---- Data supplied

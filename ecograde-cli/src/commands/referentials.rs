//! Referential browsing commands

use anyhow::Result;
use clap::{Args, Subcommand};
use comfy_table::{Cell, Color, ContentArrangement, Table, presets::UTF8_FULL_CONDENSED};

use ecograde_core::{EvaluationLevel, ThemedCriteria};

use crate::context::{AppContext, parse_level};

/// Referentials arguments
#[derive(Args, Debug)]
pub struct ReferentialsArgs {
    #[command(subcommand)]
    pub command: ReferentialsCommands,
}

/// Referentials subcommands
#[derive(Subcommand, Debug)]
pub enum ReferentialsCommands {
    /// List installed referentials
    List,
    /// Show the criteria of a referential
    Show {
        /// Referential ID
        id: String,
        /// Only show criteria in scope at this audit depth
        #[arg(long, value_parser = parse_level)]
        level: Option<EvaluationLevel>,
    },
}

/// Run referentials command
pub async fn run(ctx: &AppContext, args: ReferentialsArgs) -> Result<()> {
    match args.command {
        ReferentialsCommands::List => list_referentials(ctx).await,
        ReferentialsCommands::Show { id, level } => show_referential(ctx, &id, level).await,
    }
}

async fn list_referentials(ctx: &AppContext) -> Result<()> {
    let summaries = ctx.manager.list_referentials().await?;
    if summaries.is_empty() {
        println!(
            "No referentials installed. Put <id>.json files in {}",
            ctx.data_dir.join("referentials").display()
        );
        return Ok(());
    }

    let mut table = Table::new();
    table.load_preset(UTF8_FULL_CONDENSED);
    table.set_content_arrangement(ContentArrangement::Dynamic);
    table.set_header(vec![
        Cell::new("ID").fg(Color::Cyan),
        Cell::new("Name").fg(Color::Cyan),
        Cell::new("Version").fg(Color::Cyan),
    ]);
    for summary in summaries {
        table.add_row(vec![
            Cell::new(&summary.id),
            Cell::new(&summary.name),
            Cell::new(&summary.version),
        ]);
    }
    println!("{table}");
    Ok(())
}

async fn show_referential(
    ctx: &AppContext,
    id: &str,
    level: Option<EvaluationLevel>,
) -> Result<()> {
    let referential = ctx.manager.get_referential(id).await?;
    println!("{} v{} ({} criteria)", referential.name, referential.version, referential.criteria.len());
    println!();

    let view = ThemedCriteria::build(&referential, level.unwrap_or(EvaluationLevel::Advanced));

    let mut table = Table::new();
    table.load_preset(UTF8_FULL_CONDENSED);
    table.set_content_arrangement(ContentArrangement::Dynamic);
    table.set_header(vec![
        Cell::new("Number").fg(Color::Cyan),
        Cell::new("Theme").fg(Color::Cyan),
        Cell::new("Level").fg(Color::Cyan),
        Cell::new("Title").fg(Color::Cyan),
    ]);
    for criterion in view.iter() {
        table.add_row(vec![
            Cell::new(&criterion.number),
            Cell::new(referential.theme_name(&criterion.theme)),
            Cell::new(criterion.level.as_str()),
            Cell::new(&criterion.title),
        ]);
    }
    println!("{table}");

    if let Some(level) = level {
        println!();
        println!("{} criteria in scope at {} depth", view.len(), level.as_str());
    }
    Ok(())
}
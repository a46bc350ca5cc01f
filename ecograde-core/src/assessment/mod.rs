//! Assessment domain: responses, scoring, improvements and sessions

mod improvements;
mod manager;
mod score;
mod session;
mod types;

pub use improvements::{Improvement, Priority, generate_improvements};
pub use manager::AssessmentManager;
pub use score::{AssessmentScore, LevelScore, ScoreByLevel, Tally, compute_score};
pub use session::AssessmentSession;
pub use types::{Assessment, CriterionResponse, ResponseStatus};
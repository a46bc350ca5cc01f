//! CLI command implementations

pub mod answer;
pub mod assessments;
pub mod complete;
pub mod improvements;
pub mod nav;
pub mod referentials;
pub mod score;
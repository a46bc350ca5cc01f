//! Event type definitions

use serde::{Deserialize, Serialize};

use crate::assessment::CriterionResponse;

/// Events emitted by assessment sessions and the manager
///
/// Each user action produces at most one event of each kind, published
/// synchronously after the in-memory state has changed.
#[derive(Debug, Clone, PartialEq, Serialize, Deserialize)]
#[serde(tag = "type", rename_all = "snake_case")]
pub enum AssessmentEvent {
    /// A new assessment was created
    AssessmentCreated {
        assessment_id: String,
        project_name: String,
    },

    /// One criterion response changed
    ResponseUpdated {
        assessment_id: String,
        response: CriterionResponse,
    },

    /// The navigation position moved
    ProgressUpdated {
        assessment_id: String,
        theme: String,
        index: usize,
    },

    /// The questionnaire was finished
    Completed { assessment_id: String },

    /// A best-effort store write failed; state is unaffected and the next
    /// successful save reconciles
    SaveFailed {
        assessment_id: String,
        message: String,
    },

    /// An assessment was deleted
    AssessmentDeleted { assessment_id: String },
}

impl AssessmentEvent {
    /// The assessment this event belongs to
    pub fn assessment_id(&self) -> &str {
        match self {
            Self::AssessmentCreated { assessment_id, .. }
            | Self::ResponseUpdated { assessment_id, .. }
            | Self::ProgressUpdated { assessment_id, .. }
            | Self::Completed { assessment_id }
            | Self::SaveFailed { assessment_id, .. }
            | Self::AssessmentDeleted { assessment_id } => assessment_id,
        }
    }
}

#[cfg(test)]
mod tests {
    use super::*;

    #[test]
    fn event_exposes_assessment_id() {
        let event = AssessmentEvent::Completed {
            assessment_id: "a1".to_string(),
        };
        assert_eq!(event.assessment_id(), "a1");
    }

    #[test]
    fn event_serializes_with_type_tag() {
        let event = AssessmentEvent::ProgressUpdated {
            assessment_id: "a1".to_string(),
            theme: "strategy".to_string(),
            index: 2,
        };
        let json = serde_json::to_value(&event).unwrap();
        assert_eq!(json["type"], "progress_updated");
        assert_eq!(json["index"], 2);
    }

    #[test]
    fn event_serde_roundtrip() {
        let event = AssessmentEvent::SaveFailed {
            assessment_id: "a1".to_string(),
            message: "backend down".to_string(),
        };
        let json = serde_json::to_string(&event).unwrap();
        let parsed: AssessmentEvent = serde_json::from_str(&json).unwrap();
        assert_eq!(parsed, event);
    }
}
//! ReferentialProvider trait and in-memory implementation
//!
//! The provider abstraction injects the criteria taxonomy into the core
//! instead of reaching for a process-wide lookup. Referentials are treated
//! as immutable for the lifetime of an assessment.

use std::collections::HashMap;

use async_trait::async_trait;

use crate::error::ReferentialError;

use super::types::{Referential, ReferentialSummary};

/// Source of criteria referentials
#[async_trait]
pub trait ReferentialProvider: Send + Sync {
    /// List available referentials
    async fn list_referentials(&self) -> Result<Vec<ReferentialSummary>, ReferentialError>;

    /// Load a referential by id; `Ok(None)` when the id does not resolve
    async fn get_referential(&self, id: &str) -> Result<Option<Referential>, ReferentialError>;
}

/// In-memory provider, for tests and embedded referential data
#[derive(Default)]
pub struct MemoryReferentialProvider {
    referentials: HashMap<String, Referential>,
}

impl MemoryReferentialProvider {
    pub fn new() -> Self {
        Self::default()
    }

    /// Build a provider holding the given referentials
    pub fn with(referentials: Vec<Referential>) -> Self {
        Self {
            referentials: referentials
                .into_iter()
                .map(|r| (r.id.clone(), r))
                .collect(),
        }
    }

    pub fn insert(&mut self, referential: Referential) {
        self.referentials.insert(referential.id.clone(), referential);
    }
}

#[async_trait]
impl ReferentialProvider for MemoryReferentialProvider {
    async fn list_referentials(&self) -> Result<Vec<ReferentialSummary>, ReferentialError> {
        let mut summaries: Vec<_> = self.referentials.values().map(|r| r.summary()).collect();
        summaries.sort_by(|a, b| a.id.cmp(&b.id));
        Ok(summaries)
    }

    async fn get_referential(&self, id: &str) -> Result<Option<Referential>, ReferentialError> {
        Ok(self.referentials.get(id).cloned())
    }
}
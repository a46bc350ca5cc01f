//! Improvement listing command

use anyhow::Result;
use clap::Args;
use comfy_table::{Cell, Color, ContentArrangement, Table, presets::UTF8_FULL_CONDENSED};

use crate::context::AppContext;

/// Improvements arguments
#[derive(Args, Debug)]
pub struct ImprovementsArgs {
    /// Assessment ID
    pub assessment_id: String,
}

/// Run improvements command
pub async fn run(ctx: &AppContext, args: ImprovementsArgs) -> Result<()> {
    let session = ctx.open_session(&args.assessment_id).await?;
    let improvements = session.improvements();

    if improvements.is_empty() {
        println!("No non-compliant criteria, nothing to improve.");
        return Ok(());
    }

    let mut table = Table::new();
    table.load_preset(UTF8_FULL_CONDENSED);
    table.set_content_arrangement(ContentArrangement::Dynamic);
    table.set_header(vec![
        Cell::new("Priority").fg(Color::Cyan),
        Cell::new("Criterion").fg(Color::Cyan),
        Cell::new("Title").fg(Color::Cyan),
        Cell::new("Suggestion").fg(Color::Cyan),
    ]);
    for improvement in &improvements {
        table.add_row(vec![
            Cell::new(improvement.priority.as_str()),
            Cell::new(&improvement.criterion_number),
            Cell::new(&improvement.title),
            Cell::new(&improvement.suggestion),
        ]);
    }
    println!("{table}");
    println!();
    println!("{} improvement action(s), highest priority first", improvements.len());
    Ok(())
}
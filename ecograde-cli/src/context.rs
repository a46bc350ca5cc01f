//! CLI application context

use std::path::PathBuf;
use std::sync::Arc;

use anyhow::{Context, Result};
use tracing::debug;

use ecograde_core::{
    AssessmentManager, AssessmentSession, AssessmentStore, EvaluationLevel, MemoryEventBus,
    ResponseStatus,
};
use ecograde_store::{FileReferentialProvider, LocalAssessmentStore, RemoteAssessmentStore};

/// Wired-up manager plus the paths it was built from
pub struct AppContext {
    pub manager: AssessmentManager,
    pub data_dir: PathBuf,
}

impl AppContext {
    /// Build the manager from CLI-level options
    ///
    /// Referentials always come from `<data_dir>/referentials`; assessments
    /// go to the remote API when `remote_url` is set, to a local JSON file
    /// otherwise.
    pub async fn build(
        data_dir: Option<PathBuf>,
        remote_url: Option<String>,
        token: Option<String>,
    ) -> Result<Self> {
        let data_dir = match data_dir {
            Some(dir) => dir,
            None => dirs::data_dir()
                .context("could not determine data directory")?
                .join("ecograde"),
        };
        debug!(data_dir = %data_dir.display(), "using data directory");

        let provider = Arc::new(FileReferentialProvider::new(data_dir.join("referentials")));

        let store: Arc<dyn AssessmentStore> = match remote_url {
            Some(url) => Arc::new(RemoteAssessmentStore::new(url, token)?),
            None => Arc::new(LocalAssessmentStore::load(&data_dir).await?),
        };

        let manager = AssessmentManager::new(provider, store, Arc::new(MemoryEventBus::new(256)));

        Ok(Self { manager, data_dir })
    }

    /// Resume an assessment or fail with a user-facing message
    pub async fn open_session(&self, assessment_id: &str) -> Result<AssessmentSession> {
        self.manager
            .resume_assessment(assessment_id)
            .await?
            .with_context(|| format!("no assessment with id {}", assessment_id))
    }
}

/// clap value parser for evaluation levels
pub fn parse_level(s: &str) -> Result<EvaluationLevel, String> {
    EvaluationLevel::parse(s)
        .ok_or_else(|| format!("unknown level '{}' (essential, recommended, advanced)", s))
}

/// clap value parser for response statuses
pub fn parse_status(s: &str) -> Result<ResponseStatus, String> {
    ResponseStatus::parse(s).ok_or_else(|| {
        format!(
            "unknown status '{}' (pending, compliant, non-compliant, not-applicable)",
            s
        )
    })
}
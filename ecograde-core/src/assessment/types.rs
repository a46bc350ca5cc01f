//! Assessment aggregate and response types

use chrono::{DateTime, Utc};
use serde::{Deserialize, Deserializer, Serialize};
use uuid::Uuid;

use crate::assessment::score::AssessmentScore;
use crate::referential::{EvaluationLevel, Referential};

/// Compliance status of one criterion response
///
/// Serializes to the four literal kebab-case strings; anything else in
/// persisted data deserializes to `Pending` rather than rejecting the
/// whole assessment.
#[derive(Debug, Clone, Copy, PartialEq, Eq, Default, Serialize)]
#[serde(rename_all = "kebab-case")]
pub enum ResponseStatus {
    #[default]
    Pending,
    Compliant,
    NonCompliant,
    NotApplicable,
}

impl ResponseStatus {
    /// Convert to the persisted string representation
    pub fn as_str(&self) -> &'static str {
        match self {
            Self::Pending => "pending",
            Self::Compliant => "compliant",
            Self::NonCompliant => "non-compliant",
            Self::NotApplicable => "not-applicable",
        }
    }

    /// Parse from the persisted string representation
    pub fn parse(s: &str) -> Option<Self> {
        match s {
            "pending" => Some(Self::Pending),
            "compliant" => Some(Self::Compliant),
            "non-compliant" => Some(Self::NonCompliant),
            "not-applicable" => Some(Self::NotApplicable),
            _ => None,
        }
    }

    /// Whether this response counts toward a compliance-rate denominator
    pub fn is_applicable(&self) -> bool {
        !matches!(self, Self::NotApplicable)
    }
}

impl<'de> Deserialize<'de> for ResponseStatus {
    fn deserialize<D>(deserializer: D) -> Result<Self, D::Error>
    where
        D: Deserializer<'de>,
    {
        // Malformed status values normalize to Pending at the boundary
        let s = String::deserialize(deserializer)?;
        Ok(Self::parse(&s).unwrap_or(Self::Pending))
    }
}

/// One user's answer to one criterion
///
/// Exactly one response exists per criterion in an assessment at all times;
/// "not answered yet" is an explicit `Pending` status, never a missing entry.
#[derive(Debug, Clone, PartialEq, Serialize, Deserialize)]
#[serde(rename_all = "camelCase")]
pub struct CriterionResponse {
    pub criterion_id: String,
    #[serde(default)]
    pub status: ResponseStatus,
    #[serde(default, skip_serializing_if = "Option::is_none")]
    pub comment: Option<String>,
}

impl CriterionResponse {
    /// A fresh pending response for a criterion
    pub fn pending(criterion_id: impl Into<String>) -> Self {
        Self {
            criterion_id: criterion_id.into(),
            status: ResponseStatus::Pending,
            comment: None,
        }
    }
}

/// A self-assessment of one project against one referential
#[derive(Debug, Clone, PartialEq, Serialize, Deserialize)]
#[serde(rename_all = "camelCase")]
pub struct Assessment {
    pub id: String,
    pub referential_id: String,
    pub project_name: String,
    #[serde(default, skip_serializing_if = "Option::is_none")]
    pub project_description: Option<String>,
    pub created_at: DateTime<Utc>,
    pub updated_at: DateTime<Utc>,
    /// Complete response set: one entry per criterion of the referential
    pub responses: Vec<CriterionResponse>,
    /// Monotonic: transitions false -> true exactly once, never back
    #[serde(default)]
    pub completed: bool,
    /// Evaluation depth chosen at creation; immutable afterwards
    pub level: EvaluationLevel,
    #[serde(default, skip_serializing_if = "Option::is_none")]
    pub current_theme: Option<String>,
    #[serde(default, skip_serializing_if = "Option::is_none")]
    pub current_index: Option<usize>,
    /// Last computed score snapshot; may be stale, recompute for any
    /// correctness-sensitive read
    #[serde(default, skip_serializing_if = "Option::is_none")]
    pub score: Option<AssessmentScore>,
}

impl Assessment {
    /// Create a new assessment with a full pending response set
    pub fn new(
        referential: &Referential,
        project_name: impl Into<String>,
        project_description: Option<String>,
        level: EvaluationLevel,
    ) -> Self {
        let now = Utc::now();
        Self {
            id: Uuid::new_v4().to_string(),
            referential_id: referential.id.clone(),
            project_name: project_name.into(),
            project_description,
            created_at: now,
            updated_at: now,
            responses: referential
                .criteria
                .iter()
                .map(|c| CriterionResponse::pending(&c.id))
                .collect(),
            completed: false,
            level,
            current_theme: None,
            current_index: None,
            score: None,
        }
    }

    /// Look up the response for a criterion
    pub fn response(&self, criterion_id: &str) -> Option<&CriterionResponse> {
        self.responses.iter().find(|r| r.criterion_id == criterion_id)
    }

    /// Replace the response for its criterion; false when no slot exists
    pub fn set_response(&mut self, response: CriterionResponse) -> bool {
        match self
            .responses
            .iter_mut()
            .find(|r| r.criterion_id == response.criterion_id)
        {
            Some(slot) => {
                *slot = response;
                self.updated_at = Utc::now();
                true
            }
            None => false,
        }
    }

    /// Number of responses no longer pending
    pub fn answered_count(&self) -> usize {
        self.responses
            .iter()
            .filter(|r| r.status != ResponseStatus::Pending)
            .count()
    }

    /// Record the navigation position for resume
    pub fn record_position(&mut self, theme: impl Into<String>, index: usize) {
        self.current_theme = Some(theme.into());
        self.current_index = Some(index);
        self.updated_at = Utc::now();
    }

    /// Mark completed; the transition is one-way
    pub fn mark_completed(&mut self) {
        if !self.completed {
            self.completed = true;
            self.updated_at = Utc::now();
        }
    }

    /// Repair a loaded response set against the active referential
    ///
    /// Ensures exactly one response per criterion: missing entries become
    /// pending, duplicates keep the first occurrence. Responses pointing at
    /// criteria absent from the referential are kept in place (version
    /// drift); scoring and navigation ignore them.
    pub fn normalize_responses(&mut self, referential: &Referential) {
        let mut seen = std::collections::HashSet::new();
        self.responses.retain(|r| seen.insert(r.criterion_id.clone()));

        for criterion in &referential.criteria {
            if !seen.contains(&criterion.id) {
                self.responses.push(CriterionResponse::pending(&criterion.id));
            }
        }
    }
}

--------

Check each line of the preceding material for the word "NotApplicable", then state how many lines contain it, with no other text.

> Solution to the exercise: 4